Barclays iShares bidder search success
By Douwe Miedema and Victoria Howley
LONDON (Reuters) - Barclays Plc's (BARC.L: Quote, Profile, Research) efforts to find more bidders for its iShares funds arm seem to have paid off, showing that prize assets can draw plenty of interest even in crisis-stricken markets.
Barclays said on Sunday it had received new interest from both trade and private equity buyers for iShares, after a report in the Sunday Times newspaper said buy-out house BC Partners might top a 3 billion pound ($4.56 billion) deal with CVC Capital Partners, agreed in April.
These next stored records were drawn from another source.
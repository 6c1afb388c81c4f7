//! The active screen and the state each screen owns.
//!
//! Exactly one [`Mode`] is live. Each variant carries only what its screen
//! needs and is built fresh on entry, so nothing leaks from a previous visit.

use crate::config::QuerySettings;
use crate::model::flare_class::{CLASS_LETTERS, COMPARATORS, MAGNITUDE_COUNT};
use crate::model::wavelength::{parse_waves, WAVE_OPTIONS};
use crate::model::{ClassSelection, DisplayedSelection, FlareRecord, OriginalSelection};
use crate::state::filter::RecordFilter;
use crate::view_state::window::{compute_height, WindowState, CACHE_HEIGHT, SELECTOR_HEIGHT};
use std::collections::BTreeSet;

/// The active screen.
#[derive(Debug, Clone, PartialEq)]
pub enum Mode {
    /// Top-level menu, optionally with the cache submenu open.
    MainMenu(MainMenuState),
    /// Channel checklist.
    WavelengthEditor(WavelengthEditorState),
    /// Start and end date fields.
    DateRangeEditor(DateEditorState),
    /// Comparator, letter, and magnitude columns.
    FlareFilterEditor(FilterEditorState),
    /// Query results to pick from.
    FlareSelector(SelectorState),
    /// Read-only cache table.
    CacheViewer(CacheViewerState),
    /// Cache table with search and delete picks.
    CacheDeleteEditor(CacheDeleteState),
}

impl Mode {
    /// Short name for logs.
    pub fn name(&self) -> &'static str {
        match self {
            Self::MainMenu(menu) if menu.cache_menu.is_some() => "cache-menu",
            Self::MainMenu(_) => "main-menu",
            Self::WavelengthEditor(_) => "wavelength",
            Self::DateRangeEditor(_) => "dates",
            Self::FlareFilterEditor(_) => "flare-filter",
            Self::FlareSelector(SelectorState::Loading { .. }) => "selector-loading",
            Self::FlareSelector(SelectorState::Ready(_)) => "selector",
            Self::CacheViewer(_) => "cache-view",
            Self::CacheDeleteEditor(_) => "cache-delete",
        }
    }
}

/// Entries of the main menu.
#[derive(Debug, Clone, Copy, PartialEq, Eq)]
pub enum MenuItem {
    /// Open the wavelength editor.
    EditWavelength,
    /// Open the date range editor.
    EditDateRange,
    /// Open the flare class filter editor.
    EditFlareFilter,
    /// Run the query and pick flares.
    SelectFlares,
    /// Open the cache submenu.
    CacheOptions,
    /// Exit.
    Quit,
}

/// Main menu in display order.
pub const MENU_ITEMS: [MenuItem; 6] = [
    MenuItem::EditWavelength,
    MenuItem::EditDateRange,
    MenuItem::EditFlareFilter,
    MenuItem::SelectFlares,
    MenuItem::CacheOptions,
    MenuItem::Quit,
];

impl MenuItem {
    /// Menu text.
    pub fn label(self) -> &'static str {
        match self {
            Self::EditWavelength => "Edit Wavelength",
            Self::EditDateRange => "Edit Date Range",
            Self::EditFlareFilter => "Edit Flare Class Filter",
            Self::SelectFlares => "Select Flares",
            Self::CacheOptions => "Cache Options",
            Self::Quit => "Quit",
        }
    }
}

/// Entries of the cache submenu.
#[derive(Debug, Clone, Copy, PartialEq, Eq)]
pub enum CacheMenuItem {
    /// Open the read-only table.
    ViewCache,
    /// Open the delete editor.
    DeleteRows,
    /// Truncate the cache to its header.
    ClearCache,
    /// Close the submenu.
    Back,
}

/// Cache submenu in display order.
pub const CACHE_MENU_ITEMS: [CacheMenuItem; 4] = [
    CacheMenuItem::ViewCache,
    CacheMenuItem::DeleteRows,
    CacheMenuItem::ClearCache,
    CacheMenuItem::Back,
];

impl CacheMenuItem {
    /// Menu text.
    pub fn label(self) -> &'static str {
        match self {
            Self::ViewCache => "View Cache",
            Self::DeleteRows => "Delete Rows",
            Self::ClearCache => "Clear Cache",
            Self::Back => "Back",
        }
    }
}

/// Main menu cursor and the optional cache submenu overlay.
#[derive(Debug, Clone, Copy, PartialEq, Eq, Default)]
pub struct MainMenuState {
    /// Highlighted entry of [`MENU_ITEMS`].
    pub selected: usize,
    /// Open cache submenu.
    pub cache_menu: Option<CacheMenuState>,
}

impl MainMenuState {
    /// Menu with `selected` highlighted and the submenu closed.
    pub fn at(selected: usize) -> Self {
        Self {
            selected: selected.min(MENU_ITEMS.len() - 1),
            cache_menu: None,
        }
    }
}

/// Cache submenu cursor.
#[derive(Debug, Clone, Copy, PartialEq, Eq, Default)]
pub struct CacheMenuState {
    /// Highlighted entry of [`CACHE_MENU_ITEMS`].
    pub selected: usize,
}

/// Wavelength checklist.
#[derive(Debug, Clone, PartialEq, Eq)]
pub struct WavelengthEditorState {
    /// Focused row of [`WAVE_OPTIONS`].
    pub focus: usize,
    /// Checked catalogue positions.
    pub selected: BTreeSet<usize>,
}

impl WavelengthEditorState {
    /// Checklist seeded from the saved `WAVE` value.
    pub fn from_settings(settings: &QuerySettings) -> Self {
        Self {
            focus: 0,
            selected: parse_waves(&settings.wave),
        }
    }

    /// Flip the option at `row`.
    pub fn toggle(&mut self, row: usize) {
        if row >= WAVE_OPTIONS.len() {
            return;
        }
        if !self.selected.remove(&row) {
            self.selected.insert(row);
        }
    }

    /// Check everything, or uncheck everything if all were checked.
    pub fn toggle_all(&mut self) {
        if self.selected.len() == WAVE_OPTIONS.len() {
            self.selected.clear();
        } else {
            self.selected = (0..WAVE_OPTIONS.len()).collect();
        }
    }
}

/// Which date field has focus.
#[derive(Debug, Clone, Copy, PartialEq, Eq, Default)]
pub enum DateField {
    /// Range start.
    #[default]
    Start,
    /// Range end.
    End,
}

impl DateField {
    /// Row of the field in the editor.
    pub fn index(self) -> usize {
        match self {
            Self::Start => 0,
            Self::End => 1,
        }
    }

    /// Field at editor row `index`.
    pub fn from_index(index: usize) -> Self {
        if index == 0 {
            Self::Start
        } else {
            Self::End
        }
    }

    /// The other field.
    pub fn other(self) -> Self {
        match self {
            Self::Start => Self::End,
            Self::End => Self::Start,
        }
    }
}

/// Date range text fields. Both start blank; a blank field keeps the saved
/// value on confirm.
#[derive(Debug, Clone, PartialEq, Eq, Default)]
pub struct DateEditorState {
    /// Typed start date.
    pub start: String,
    /// Typed end date.
    pub end: String,
    /// Field receiving input.
    pub focus: DateField,
}

impl DateEditorState {
    /// Text of the focused field.
    pub fn focused_mut(&mut self) -> &mut String {
        match self.focus {
            DateField::Start => &mut self.start,
            DateField::End => &mut self.end,
        }
    }
}

/// Columns of the flare filter editor, left to right.
#[derive(Debug, Clone, Copy, PartialEq, Eq, Default)]
pub enum FilterColumn {
    /// Comparator column.
    #[default]
    Comparator,
    /// Class letter column.
    Letter,
    /// Magnitude column.
    Magnitude,
}

impl FilterColumn {
    /// All columns in display order.
    pub const ALL: [FilterColumn; 3] = [Self::Comparator, Self::Letter, Self::Magnitude];

    /// Position in display order.
    pub fn index(self) -> usize {
        match self {
            Self::Comparator => 0,
            Self::Letter => 1,
            Self::Magnitude => 2,
        }
    }

    /// Column at display position `index`, if any.
    pub fn from_index(index: usize) -> Option<Self> {
        Self::ALL.get(index).copied()
    }

    /// Number of options in this column.
    pub fn option_count(self) -> usize {
        match self {
            Self::Comparator => COMPARATORS.len(),
            Self::Letter => CLASS_LETTERS.len(),
            Self::Magnitude => MAGNITUDE_COUNT,
        }
    }

    /// Column to the right, wrapping.
    pub fn next(self) -> Self {
        Self::ALL[(self.index() + 1) % Self::ALL.len()]
    }

    /// Column to the left, wrapping.
    pub fn prev(self) -> Self {
        Self::ALL[(self.index() + Self::ALL.len() - 1) % Self::ALL.len()]
    }
}

/// Flare filter editor.
#[derive(Debug, Clone, Copy, PartialEq, Eq, Default)]
pub struct FilterEditorState {
    /// Focused column.
    pub focus: FilterColumn,
    /// Chosen option in every column.
    pub selection: ClassSelection,
}

impl FilterEditorState {
    /// Editor seeded from saved comparator and class.
    pub fn from_settings(settings: &QuerySettings) -> Self {
        Self {
            focus: FilterColumn::Comparator,
            selection: ClassSelection::parse(&settings.comparator, &settings.flare_class),
        }
    }

    /// Chosen option in `column`.
    pub fn selected_in(&self, column: FilterColumn) -> usize {
        match column {
            FilterColumn::Comparator => self.selection.comparator,
            FilterColumn::Letter => self.selection.letter,
            FilterColumn::Magnitude => self.selection.magnitude,
        }
    }

    /// Choose option `index` in `column`, clamped to the column.
    pub fn select(&mut self, column: FilterColumn, index: usize) {
        let index = index.min(column.option_count() - 1);
        match column {
            FilterColumn::Comparator => self.selection.comparator = index,
            FilterColumn::Letter => self.selection.letter = index,
            FilterColumn::Magnitude => self.selection.magnitude = index,
        }
    }

    /// Move the focused column's choice up one option.
    pub fn select_prev(&mut self) {
        let current = self.selected_in(self.focus);
        self.select(self.focus, current.saturating_sub(1));
    }

    /// Move the focused column's choice down one option.
    pub fn select_next(&mut self) {
        let current = self.selected_in(self.focus);
        self.select(self.focus, current + 1);
    }
}

/// Flare selector: waiting on the query, or showing its rows.
#[derive(Debug, Clone, PartialEq)]
pub enum SelectorState {
    /// Query in flight.
    Loading {
        /// Id of the outstanding request; completions with any other id are stale.
        request_id: u64,
        /// Spinner frame.
        spinner: usize,
    },
    /// Query finished with at least one row.
    Ready(SelectorTable),
}

/// Query rows and the picks made among them.
#[derive(Debug, Clone, PartialEq)]
pub struct SelectorTable {
    /// Header line of the query output, used if the cache has none.
    pub header: String,
    /// Rows in query order.
    pub records: Vec<FlareRecord>,
    /// Cursor and scroll.
    pub window: WindowState,
    /// Picks over `records` positions.
    pub picked: DisplayedSelection,
    /// Most rows the terminal has room for.
    pub row_limit: usize,
}

impl SelectorTable {
    /// Fresh table with nothing picked.
    pub fn new(header: String, records: Vec<FlareRecord>) -> Self {
        Self {
            header,
            records,
            window: WindowState::new(),
            picked: DisplayedSelection::new(),
            row_limit: usize::MAX,
        }
    }

    /// Rows on screen.
    pub fn height(&self) -> usize {
        compute_height(self.records.len(), SELECTOR_HEIGHT).min(self.row_limit)
    }
}

/// Read-only cache table.
#[derive(Debug, Clone, PartialEq)]
pub struct CacheViewerState {
    /// Records in cache order.
    pub records: Vec<FlareRecord>,
    /// Cursor and scroll.
    pub window: WindowState,
    /// Most rows the terminal has room for.
    pub row_limit: usize,
}

impl CacheViewerState {
    /// Viewer over `records` with the cursor on the first row.
    pub fn new(records: Vec<FlareRecord>) -> Self {
        Self {
            records,
            window: WindowState::new(),
            row_limit: usize::MAX,
        }
    }

    /// Rows on screen.
    pub fn height(&self) -> usize {
        compute_height(self.records.len(), CACHE_HEIGHT).min(self.row_limit)
    }
}

/// Whether keystrokes are going into the search query.
#[derive(Debug, Clone, PartialEq, Eq, Default)]
pub enum SearchInput {
    /// Keys are commands.
    #[default]
    Idle,
    /// Keys are appended to `input`, which is re-applied on every change.
    Searching {
        /// Query typed so far.
        input: String,
    },
}

/// Cache table with search and original-indexed delete picks.
#[derive(Debug, Clone, PartialEq)]
pub struct CacheDeleteState {
    /// Header to write back.
    pub header: String,
    /// Full cache in file order.
    pub records: Vec<FlareRecord>,
    /// Current search over `records`.
    pub filter: RecordFilter,
    /// Cursor and scroll over the filtered rows.
    pub window: WindowState,
    /// Rows to delete, keyed by cache position so re-filtering keeps them.
    pub picks: OriginalSelection,
    /// Search input state.
    pub search: SearchInput,
    /// Most rows the terminal has room for.
    pub row_limit: usize,
}

impl CacheDeleteState {
    /// Editor over `records`, already in search mode with an empty query.
    pub fn new(header: String, records: Vec<FlareRecord>) -> Self {
        Self {
            header,
            records,
            filter: RecordFilter::new(),
            window: WindowState::new(),
            picks: OriginalSelection::new(),
            search: SearchInput::Searching {
                input: String::new(),
            },
            row_limit: usize::MAX,
        }
    }

    /// Rows matching the current query.
    pub fn visible_len(&self) -> usize {
        self.filter.len(&self.records)
    }

    /// Rows on screen.
    pub fn height(&self) -> usize {
        compute_height(self.visible_len(), CACHE_HEIGHT).min(self.row_limit)
    }

    /// Re-run the filter for `query` and keep the cursor on screen.
    pub fn apply_query(&mut self, query: &str) {
        self.filter.apply_query(&self.records, query);
        let (len, height) = (self.visible_len(), self.height());
        self.window.ensure_visible(len, height);
    }
}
BC Partners had bid 3.5 billion pounds for the unit, the Sunday Times said. If it or anyone else lodges a bid, CVC has first right of refusal to trump it.
In addition, any blow to CVC would be softened because of a $175 million break-up fee, payable if Barclays finds a new buyer.
"If they walk away, they'll (CVC) earn a nice bit of money for a few weeks work," one banker said, asking not to be named, because he was not involved in the sales process.
BC Partners and CVC declined to comment.
Time pressure may have been a reason for Barclays to insist on building in a so-called "go-shop" clause in the deal with CVC -- which allows it to seek a higher offer -- as it was keen to show it could boost its capital base without support from the UK government.
Stress tests in the UK had shown the bank did not need fresh capital, Barclays said on March 27. A few days later it said it was in talks with CVC over iShares. Continued...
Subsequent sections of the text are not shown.